We constantly get that. Not only nasty letters and phone calls, but death threats. When we did work around Cuba, trying to improve relations between the U.S. and lift the restrictions on our Constitutional right to travel to Cuba, we had to be escorted to the plane by military escorts because of the death threats we received. So over the years we’ve certainly faced violent responses to what we’ve been doing.

What do you suggest to people in the struggle for social change who start to feel ineffectual and close to giving up, and in becoming desperate to see results may resort to more violent or controversial tactics?
Well I love the beautiful quote you mentioned, so I’ll start with that. I tell people to try to imagine how their actions will be seen by someone in middle America who they would like to bring over to their side. Is this going to bring people into their movement, or turn people off? And to try to go through scenarios of how this action will really lead to advancing the goal. Is it just a sign of frustration; is it something that will make you feel better; or does it really play out to something that’s going to build the movement? I think in this day and age we’re not going to make change through armed revolution. We did that in the founding of this country; groups like the Zapatistas have tried it in more recent years. But the power of our adversaries is military power and violence; we have to have another kind of power. We’ll never be able to compete when it comes to violence. So we’ve got to build our movement in the area where we have strength, and that’s coming from a place of compassion, a place of kindness, a place of love. So if that is our strength, then our strategies and our tactics have to build on that strength.

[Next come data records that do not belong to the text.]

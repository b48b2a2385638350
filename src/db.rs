use std::path::Path;

use rusqlite::Connection;

use crate::error::Result;

pub const SCHEMA: &str = "
CREATE TABLE IF NOT EXISTS money_in (
    id TEXT PRIMARY KEY,
    date TEXT NOT NULL,
    type TEXT NOT NULL,
    raw_description TEXT NOT NULL,
    processed_description TEXT NOT NULL,
    category TEXT NOT NULL,
    amount REAL NOT NULL,
    balance REAL NOT NULL
);

CREATE TABLE IF NOT EXISTS money_out (
    id TEXT PRIMARY KEY,
    date TEXT NOT NULL,
    type TEXT NOT NULL,
    raw_description TEXT NOT NULL,
    processed_description TEXT NOT NULL,
    category TEXT NOT NULL,
    amount REAL NOT NULL,
    balance REAL NOT NULL
);

CREATE TABLE IF NOT EXISTS category_map (
    description TEXT PRIMARY KEY,
    category TEXT NOT NULL
);
";

pub fn get_connection(db_path: &Path) -> Result<Connection> {
    let conn = Connection::open(db_path)?;
    conn.execute_batch("PRAGMA journal_mode=WAL; PRAGMA foreign_keys=ON;")?;
    Ok(conn)
}

pub fn init_db(conn: &Connection) -> Result<()> {
    conn.execute_batch(SCHEMA)?;
    Ok(())
}
use std::path::Path;

use chrono::NaiveDate;
use colored::Colorize;
use rusqlite::Connection;

use crate::catalog::CategoryCatalog;
use crate::cleaner::clean_description;
use crate::error::{Result, TallyError};
use crate::models::{transaction_id, Direction, Transaction};
use crate::resolver::{CategoryResolver, Prompter};
use crate::store::insert_transactions;

/// Exact header the bank's current-account CSV export carries. Anything
/// else means the file is not in the format this importer understands.
pub const EXPECTED_HEADER: &[&str] = &["Date", "Type", "Description", "Paid out", "Paid in", "Balance"];

/// One statement line after field-level parsing, before category
/// resolution and id assignment.
#[derive(Debug, Clone)]
pub struct StatementRow {
    pub date: String,
    pub transaction_type: String,
    pub raw_description: String,
    pub paid_out: f64,
    pub paid_in: f64,
    pub balance: f64,
}

pub struct ImportOutcome {
    pub parsed: usize,
    pub skipped: usize,
    pub inserted_in: usize,
    pub inserted_out: usize,
}

/// Strip currency symbols, thousands separators and stray quotes. A blank
/// field is exactly 0, not an error; anything else non-numeric (or a
/// negative amount) is a field error that invalidates the row.
pub fn parse_amount(raw: &str) -> Option<f64> {
    let s = raw.replace(',', "").replace('"', "").replace('£', "").replace('$', "");
    let s = s.trim();
    if s.is_empty() {
        return Some(0.0);
    }
    s.parse::<f64>().ok().filter(|v| *v >= 0.0)
}

/// Statement dates are dd/mm/yyyy; everything downstream is ISO-8601.
pub fn parse_date_dmy(raw: &str) -> Option<String> {
    NaiveDate::parse_from_str(raw.trim(), "%d/%m/%Y")
        .ok()
        .map(|d| d.format("%Y-%m-%d").to_string())
}

/// Parse a statement file. The header row must match `EXPECTED_HEADER`
/// exactly or the whole file is rejected with zero rows imported; a data
/// row that fails to parse is logged and dropped, and processing continues.
/// Returns the parsed rows and how many were dropped.
pub fn read_statement(file_path: &Path) -> Result<(Vec<StatementRow>, usize)> {
    let file = std::fs::File::open(file_path)?;
    let mut rdr = csv::ReaderBuilder::new()
        .has_headers(false)
        .flexible(true)
        .from_reader(std::io::BufReader::new(file));

    let mut records = rdr.records();
    let header = match records.next() {
        Some(record) => record?,
        None => {
            return Err(TallyError::BadHeader {
                expected: EXPECTED_HEADER.join(","),
                got: String::new(),
            })
        }
    };
    let got: Vec<&str> = header.iter().map(|f| f.trim()).collect();
    if got != EXPECTED_HEADER {
        return Err(TallyError::BadHeader {
            expected: EXPECTED_HEADER.join(","),
            got: got.join(","),
        });
    }

    let mut rows = Vec::new();
    let mut skipped = 0usize;
    for (line, result) in records.enumerate() {
        let record = match result {
            Ok(r) => r,
            Err(e) => {
                eprintln!("{}", format!("Skipping row {}: {e}", line + 2).red());
                skipped += 1;
                continue;
            }
        };
        match parse_row(&record) {
            Some(row) => rows.push(row),
            None => {
                eprintln!(
                    "{}",
                    format!("Skipping row {}: malformed fields", line + 2).red()
                );
                skipped += 1;
            }
        }
    }
    Ok((rows, skipped))
}

fn parse_row(record: &csv::StringRecord) -> Option<StatementRow> {
    if record.len() < 6 {
        return None;
    }
    let date = parse_date_dmy(&record[0])?;
    let transaction_type = record[1].trim().to_string();
    let raw_description = record[2].trim().to_string();
    if raw_description.is_empty() {
        return None;
    }
    let paid_out = parse_amount(&record[3])?;
    let paid_in = parse_amount(&record[4])?;
    let balance: f64 = {
        let s = record[5].replace(',', "").replace('"', "").replace('£', "");
        s.trim().parse().ok()?
    };
    // Exactly one side must be positive; both-zero and both-positive rows
    // are data-quality defects and are rejected rather than routed.
    if (paid_in > 0.0) == (paid_out > 0.0) {
        return None;
    }
    Some(StatementRow {
        date,
        transaction_type,
        raw_description,
        paid_out,
        paid_in,
        balance,
    })
}

/// Full import pipeline for one file: parse, resolve a category per row
/// (interactive only for descriptions never seen before), then hand the
/// batch to both store gateways. Dedup happens at the gateway, keyed by
/// the deterministic id — re-importing a file inserts nothing new.
pub fn import_file<P: Prompter>(
    conn: &Connection,
    catalog: &mut CategoryCatalog,
    resolver: &mut CategoryResolver<P>,
    file_path: &Path,
) -> Result<ImportOutcome> {
    let (rows, skipped) = read_statement(file_path)?;

    let mut transactions = Vec::with_capacity(rows.len());
    for row in &rows {
        let direction = if row.paid_in > 0.0 {
            Direction::Inbound
        } else {
            Direction::Outbound
        };
        let processed = clean_description(&row.raw_description);
        let category = resolver.resolve(conn, catalog, &processed, direction)?;
        transactions.push(Transaction {
            id: transaction_id(
                &row.date,
                &row.transaction_type,
                &row.raw_description,
                row.paid_out,
                row.paid_in,
                row.balance,
            ),
            date: row.date.clone(),
            transaction_type: row.transaction_type.clone(),
            raw_description: row.raw_description.clone(),
            processed_description: processed,
            category,
            paid_in: row.paid_in,
            paid_out: row.paid_out,
            balance: row.balance,
        });
    }

    let inserted_in = insert_transactions(conn, Direction::Inbound, &transactions)?;
    let inserted_out = insert_transactions(conn, Direction::Outbound, &transactions)?;

    Ok(ImportOutcome {
        parsed: transactions.len(),
        skipped,
        inserted_in,
        inserted_out,
    })
}
use std::path::PathBuf;

use colored::Colorize;

use crate::catalog::CategoryCatalog;
use crate::db::get_connection;
use crate::error::Result;
use crate::importer::import_file;
use crate::resolver::{CategoryResolver, TermPrompter};
use crate::settings::{get_data_dir, load_settings};

pub fn run(file: &str) -> Result<()> {
    let file_path = PathBuf::from(file);
    let settings = load_settings();
    let conn = get_connection(&get_data_dir().join("tally.db"))?;

    let mut catalog = CategoryCatalog::new();
    let mut resolver = CategoryResolver::new(TermPrompter, &settings);

    let outcome = import_file(&conn, &mut catalog, &mut resolver, &file_path)?;

    println!(
        "{} rows parsed, {} skipped",
        outcome.parsed, outcome.skipped
    );
    let inserted = outcome.inserted_in + outcome.inserted_out;
    if inserted == 0 && outcome.parsed > 0 {
        println!("{}", "Nothing new to insert (statement already imported).".yellow());
    } else {
        println!(
            "{}",
            format!(
                "Inserted {} inbound and {} outbound transactions",
                outcome.inserted_in, outcome.inserted_out
            )
            .green()
        );
    }
    Ok(())
}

That’s a great point—“will it make you feel better” versus “will it help the movement.”
Yeah. Yesterday I was driving from San Diego to Los Angeles, and there was a big black Hummer on one side and another one right in front of me. I felt trapped and angry, and one part of me says, I can’t just let these cars drive next to me and not show how disgusted I feel. The only thing I could think of was to give ‘em the finger. And I thought, Well that might make me feel good, but is that going to make them more apt to sell their Hummer? I don’t think so. They’d probably feel prouder of their Hummer. So I refrained; and really thought about what is an appropriate reaction—when you see something like a Hummer that really makes you mad, that symbolizes for me violence, destruction of the planet, disregard for the welfare of everybody else, militarization of our society, it’s so easy to let yourself respond in a violent fashion. And yet when you stop and really contemplate what you are trying to do, are you trying to get more people to say, “Oh I won’t buy that car”? If so, the actions you take have to all lead in that direction. It’s got to be strategic. So in that case, for example, when we see Hummers: covering them in pink ribbon that say things like, “Can’t you drive something more sustainable?” “Stop driving us to war,” “Hummers are a bummer”—things like that, but in a pretty pink wrapping kind of a way—that is getting the message out but hopefully in a way that a person will be more open to listening to.

Do you have one or two heroes that you always come back to?
They tend to be individuals I have met over the years that are not the famous people. There’s a woman, Elvia Alvarado, she’s a peasant woman from Honduras. I wrote a book called Don’t Be Afraid, Gringo that’s based on her life. She is an example of a poor woman who has spent her life fighting to get land for other landless peasants. Two of her children died from malnutrition. She’s like a sister to me; and I oftentimes think, when I’m in a certain situation, what would Elvia do? There’s many people like that who are my mentors or heroes. Sometimes I’ll call them and say, “What would you do in this situation, how would you react?” and get pretty amazing responses from people from totally different cultures, in totally different settings. Women like Diane Wilson who’s a fisherwoman from Texas, she’s wonderful, she comes from a total place of heart. Diane and I often communicate and say, “Okay, did you hear about this, what are we going to do about this one?”

And so I think my heroes are not so much the people that might be known to your readers, but people that I have met and come to admire, through my work.